[Exercise description] Print all entries word for word.

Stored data
use futures::future::join_all;
use lineup_cache::KeyedCache;
use std::collections::HashMap;
use std::sync::Arc;
use tracing::debug;

use crate::error::{LineupError, Result};
use crate::models::CandidateSet;
use crate::store::StoreReader;

/// Latest version of each candidate set, read through a cache.
pub struct CandidateSetStore {
    store: Arc<dyn StoreReader>,
    table: String,
    index: String,
    cache: KeyedCache<CandidateSet, LineupError>,
}

impl CandidateSetStore {
    pub fn new(
        store: Arc<dyn StoreReader>,
        table: impl Into<String>,
        index: impl Into<String>,
        cache: KeyedCache<CandidateSet, LineupError>,
    ) -> Self {
        Self {
            store,
            table: table.into(),
            index: index.into(),
            cache,
        }
    }

    pub fn cache(&self) -> &KeyedCache<CandidateSet, LineupError> {
        &self.cache
    }

    /// Newest version of candidate set `id`.
    ///
    /// `NotFound` when the set has no version at all. Misses are not cached.
    pub async fn get(&self, id: &str) -> Result<CandidateSet> {
        let store = Arc::clone(&self.store);
        let table = self.table.clone();
        let index = self.index.clone();
        let set_id = id.to_string();

        self.cache
            .get_or_fetch(id, move || async move {
                let latest = store.query(&table, &index, &set_id, 1, false).await?;
                let record = latest.into_iter().next().ok_or_else(|| {
                    LineupError::NotFound(format!("candidate set {}", set_id))
                })?;

                let set: CandidateSet = serde_json::from_value(record).map_err(|e| {
                    LineupError::Internal(format!("malformed candidate set {}: {}", set_id, e))
                })?;

                debug!(
                    candidate_set = %set_id,
                    version = ?set.version,
                    candidates = set.candidates.len(),
                    "Loaded candidate set"
                );
                Ok(set)
            })
            .await
    }

    /// Candidate sets by id. Sets that do not exist are left out.
    pub async fn get_many(&self, ids: &[String]) -> Result<HashMap<String, CandidateSet>> {
        let results = join_all(ids.iter().map(|id| self.get(id))).await;

        let mut found = HashMap::with_capacity(ids.len());
        for (id, result) in ids.iter().zip(results) {
            match result {
                Ok(set) => {
                    found.insert(id.clone(), set);
                }
                Err(LineupError::NotFound(_)) => {}
                Err(e) => return Err(e),
            }
        }
        Ok(found)
    }
}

[Your solution]
use futures::future::join_all;
use lineup_cache::KeyedCache;
use std::collections::HashMap;
use std::sync::Arc;
use tracing::debug;

use crate::error::{LineupError, Result};
use crate::models::CandidateSet;
use crate::store::StoreReader;

/// Latest version of each candidate set, read through a cache.
pub struct CandidateSetStore {
    store: Arc<dyn StoreReader>,
    table: String,
    index: String,
    cache: KeyedCache<CandidateSet, LineupError>,
}

impl CandidateSetStore {
    pub fn new(
        store: Arc<dyn StoreReader>,
        table: impl Into<String>,
        index: impl Into<String>,
        cache: KeyedCache<CandidateSet, LineupError>,
    ) -> Self {
        Self {
            store,
            table: table.into(),
            index: index.into(),
            cache,
        }
    }

    pub fn cache(&self) -> &KeyedCache<CandidateSet, LineupError> {
        &self.cache
    }

    /// Newest version of candidate set `id`.
    ///
    /// `NotFound` when the set has no version at all. Misses are not cached.
    pub async fn get(&self, id: &str) -> Result<CandidateSet> {
        let store = Arc::clone(&self.store);
        let table = self.table.clone();
        let index = self.index.clone();
        let set_id = id.to_string();

        self.cache
            .get_or_fetch(id, move || async move {
                let latest = store.query(&table, &index, &set_id, 1, false).await?;
                let record = latest.into_iter().next().ok_or_else(|| {
                    LineupError::NotFound(format!("candidate set {}", set_id))
                })?;

                let set: CandidateSet = serde_json::from_value(record).map_err(|e| {
                    LineupError::Internal(format!("malformed candidate set {}: {}", set_id, e))
                })?;

                debug!(
                    candidate_set = %set_id,
                    version = ?set.version,
                    candidates = set.candidates.len(),
                    "Loaded candidate set"
                );
                Ok(set)
            })
            .await
    }

    /// Candidate sets by id. Sets that do not exist are left out.
    pub async fn get_many(&self, ids: &[String]) -> Result<HashMap<String, CandidateSet>> {
        let results = join_all(ids.iter().map(|id| self.get(id))).await;

        let mut found = HashMap::with_capacity(ids.len());
        for (id, result) in ids.iter().zip(results) {
            match result {
                Ok(set) => {
                    found.insert(id.clone(), set);
                }
                Err(LineupError::NotFound(_)) => {}
                Err(e) => return Err(e),
            }
        }
        Ok(found)
    }
}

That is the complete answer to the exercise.